* **Problem to work on**: Among the entries below, count the lines holding the string "RequestMeta". Respond with the number alone.

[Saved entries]
********

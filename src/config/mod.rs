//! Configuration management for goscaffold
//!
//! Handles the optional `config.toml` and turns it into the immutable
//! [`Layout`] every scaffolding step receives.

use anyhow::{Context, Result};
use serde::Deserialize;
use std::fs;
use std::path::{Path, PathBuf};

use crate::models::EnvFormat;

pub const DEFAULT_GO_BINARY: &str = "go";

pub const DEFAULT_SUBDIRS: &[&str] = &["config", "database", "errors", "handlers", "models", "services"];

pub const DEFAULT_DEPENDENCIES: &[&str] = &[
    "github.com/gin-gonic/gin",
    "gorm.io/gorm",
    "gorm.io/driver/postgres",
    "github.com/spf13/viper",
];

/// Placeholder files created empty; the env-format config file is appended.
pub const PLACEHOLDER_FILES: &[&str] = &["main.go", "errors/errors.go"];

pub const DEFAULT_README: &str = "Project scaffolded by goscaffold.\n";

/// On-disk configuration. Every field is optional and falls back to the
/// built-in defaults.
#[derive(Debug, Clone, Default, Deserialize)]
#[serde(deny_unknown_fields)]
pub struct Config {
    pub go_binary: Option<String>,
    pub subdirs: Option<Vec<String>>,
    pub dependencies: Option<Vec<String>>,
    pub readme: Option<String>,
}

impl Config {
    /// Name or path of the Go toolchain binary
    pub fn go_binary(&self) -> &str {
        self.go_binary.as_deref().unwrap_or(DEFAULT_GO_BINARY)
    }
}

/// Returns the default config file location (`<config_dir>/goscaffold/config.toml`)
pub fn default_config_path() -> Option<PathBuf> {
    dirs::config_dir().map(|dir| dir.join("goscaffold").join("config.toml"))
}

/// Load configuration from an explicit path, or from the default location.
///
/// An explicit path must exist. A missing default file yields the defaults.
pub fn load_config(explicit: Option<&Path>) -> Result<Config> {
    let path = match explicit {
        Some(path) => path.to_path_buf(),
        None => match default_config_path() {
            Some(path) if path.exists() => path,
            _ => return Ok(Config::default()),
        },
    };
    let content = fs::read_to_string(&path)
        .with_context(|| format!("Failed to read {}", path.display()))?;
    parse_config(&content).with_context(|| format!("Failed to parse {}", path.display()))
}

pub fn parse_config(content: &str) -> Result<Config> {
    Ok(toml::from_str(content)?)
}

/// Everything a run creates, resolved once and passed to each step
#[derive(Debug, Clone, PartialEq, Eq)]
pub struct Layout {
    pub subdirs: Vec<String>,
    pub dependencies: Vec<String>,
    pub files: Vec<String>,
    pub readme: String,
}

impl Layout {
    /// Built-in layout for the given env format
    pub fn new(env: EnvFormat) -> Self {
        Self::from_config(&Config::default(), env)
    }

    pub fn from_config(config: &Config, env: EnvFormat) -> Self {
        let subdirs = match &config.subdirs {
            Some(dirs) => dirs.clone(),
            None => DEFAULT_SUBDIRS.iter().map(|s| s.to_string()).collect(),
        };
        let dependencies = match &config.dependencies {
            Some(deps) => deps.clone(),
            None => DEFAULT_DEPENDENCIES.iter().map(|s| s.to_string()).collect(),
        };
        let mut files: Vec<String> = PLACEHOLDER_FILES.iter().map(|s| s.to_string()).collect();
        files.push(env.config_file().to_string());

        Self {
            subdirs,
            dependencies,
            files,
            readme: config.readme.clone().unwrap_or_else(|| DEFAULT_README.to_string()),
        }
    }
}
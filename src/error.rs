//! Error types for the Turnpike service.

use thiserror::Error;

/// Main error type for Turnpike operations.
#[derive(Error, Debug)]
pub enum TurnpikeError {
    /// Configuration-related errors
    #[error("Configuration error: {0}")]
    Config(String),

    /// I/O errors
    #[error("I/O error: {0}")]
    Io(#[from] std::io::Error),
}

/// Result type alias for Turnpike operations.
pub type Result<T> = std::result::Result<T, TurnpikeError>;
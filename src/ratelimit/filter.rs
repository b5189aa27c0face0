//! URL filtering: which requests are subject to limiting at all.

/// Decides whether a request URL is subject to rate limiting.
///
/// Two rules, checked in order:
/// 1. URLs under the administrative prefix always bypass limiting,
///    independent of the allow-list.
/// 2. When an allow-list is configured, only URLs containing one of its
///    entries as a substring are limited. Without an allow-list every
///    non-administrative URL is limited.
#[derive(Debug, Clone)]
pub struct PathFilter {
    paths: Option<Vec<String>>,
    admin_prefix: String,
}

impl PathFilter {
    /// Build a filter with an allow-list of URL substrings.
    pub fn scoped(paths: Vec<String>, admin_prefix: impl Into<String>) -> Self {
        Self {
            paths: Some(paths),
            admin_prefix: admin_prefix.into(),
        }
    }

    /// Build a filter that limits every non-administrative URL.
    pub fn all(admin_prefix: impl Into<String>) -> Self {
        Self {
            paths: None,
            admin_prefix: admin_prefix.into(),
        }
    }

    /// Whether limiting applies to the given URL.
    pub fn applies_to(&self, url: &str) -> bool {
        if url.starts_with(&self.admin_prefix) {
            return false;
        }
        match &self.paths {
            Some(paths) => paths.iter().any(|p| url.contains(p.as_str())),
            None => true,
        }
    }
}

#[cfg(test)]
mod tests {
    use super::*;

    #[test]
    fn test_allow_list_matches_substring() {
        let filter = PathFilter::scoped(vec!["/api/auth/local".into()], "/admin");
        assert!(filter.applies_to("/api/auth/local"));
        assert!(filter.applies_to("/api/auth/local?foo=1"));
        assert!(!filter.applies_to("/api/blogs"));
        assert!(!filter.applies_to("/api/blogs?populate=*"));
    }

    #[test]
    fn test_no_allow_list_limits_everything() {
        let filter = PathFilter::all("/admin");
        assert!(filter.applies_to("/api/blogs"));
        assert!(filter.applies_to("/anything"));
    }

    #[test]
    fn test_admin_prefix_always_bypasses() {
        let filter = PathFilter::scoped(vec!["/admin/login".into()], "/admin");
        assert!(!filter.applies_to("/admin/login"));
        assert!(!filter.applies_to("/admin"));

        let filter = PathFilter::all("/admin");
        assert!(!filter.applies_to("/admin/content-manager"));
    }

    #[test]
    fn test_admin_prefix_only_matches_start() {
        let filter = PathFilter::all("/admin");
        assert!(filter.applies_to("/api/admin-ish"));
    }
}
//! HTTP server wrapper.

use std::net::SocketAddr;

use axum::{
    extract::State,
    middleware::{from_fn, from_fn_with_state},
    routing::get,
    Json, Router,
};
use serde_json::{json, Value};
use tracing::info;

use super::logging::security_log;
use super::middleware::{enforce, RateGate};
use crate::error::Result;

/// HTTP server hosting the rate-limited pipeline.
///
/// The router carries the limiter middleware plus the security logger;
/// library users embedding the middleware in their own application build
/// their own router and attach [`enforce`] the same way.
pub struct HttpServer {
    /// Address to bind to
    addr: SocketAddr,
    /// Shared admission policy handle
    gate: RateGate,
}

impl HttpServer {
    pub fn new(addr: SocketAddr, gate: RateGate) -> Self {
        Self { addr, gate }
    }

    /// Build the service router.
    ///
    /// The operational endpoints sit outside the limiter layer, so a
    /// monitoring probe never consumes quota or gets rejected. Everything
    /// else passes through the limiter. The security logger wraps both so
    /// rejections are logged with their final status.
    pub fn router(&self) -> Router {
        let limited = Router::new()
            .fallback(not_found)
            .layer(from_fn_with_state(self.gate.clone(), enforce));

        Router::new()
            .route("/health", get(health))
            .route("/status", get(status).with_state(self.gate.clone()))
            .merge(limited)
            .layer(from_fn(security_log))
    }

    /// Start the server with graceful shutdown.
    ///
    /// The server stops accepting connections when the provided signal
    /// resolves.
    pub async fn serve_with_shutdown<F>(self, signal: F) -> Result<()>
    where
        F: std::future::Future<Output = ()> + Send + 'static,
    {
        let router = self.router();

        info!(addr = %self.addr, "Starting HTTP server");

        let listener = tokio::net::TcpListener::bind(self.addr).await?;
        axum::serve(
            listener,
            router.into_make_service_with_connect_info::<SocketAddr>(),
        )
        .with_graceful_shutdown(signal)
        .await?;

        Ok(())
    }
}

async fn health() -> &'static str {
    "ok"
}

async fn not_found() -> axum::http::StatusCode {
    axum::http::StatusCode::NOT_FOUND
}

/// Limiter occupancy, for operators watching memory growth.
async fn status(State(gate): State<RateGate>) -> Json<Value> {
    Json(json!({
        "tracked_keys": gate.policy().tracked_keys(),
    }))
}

********

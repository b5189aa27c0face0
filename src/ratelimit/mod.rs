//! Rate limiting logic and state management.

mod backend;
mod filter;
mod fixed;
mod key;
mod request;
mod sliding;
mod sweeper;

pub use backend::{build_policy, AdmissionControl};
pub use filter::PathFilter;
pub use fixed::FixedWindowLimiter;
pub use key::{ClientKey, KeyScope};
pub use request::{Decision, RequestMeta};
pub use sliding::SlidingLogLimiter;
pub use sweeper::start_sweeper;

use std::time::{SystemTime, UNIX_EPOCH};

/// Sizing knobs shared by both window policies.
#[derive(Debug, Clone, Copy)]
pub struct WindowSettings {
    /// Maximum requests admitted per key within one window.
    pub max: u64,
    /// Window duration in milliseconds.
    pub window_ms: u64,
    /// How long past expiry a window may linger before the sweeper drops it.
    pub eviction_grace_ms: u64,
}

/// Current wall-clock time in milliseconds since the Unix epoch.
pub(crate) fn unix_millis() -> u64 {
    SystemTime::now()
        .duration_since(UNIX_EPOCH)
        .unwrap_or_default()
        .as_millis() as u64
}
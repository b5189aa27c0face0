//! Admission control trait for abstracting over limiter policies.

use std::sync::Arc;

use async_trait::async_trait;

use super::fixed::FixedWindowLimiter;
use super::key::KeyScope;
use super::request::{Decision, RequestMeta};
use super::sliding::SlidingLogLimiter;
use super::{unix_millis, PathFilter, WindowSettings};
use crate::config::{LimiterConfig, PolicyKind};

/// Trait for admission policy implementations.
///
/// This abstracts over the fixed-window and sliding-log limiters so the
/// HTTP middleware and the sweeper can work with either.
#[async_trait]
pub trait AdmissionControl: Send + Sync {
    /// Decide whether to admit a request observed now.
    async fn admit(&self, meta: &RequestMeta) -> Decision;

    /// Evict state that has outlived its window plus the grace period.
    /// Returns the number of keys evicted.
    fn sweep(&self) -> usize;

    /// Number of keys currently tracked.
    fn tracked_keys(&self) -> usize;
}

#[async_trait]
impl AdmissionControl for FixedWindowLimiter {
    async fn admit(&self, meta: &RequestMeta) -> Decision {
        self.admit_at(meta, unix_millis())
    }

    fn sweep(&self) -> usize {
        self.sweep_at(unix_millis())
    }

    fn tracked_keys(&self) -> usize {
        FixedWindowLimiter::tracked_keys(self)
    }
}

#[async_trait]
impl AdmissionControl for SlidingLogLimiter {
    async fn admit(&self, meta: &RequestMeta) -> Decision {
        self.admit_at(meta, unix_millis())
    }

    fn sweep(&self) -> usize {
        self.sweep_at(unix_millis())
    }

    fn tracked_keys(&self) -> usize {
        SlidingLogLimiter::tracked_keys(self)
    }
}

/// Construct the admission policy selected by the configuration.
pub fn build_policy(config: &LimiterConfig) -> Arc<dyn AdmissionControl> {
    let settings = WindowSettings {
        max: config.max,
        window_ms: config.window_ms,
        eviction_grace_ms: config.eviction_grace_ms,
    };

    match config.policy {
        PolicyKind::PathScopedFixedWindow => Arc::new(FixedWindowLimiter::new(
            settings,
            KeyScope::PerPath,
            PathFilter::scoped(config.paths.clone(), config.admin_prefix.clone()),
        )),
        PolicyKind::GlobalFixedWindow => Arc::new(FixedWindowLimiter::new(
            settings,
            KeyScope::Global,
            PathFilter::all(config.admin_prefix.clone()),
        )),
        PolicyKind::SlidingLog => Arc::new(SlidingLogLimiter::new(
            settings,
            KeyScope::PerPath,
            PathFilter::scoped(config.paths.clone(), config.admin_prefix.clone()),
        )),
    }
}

********

* **Answer section**: 5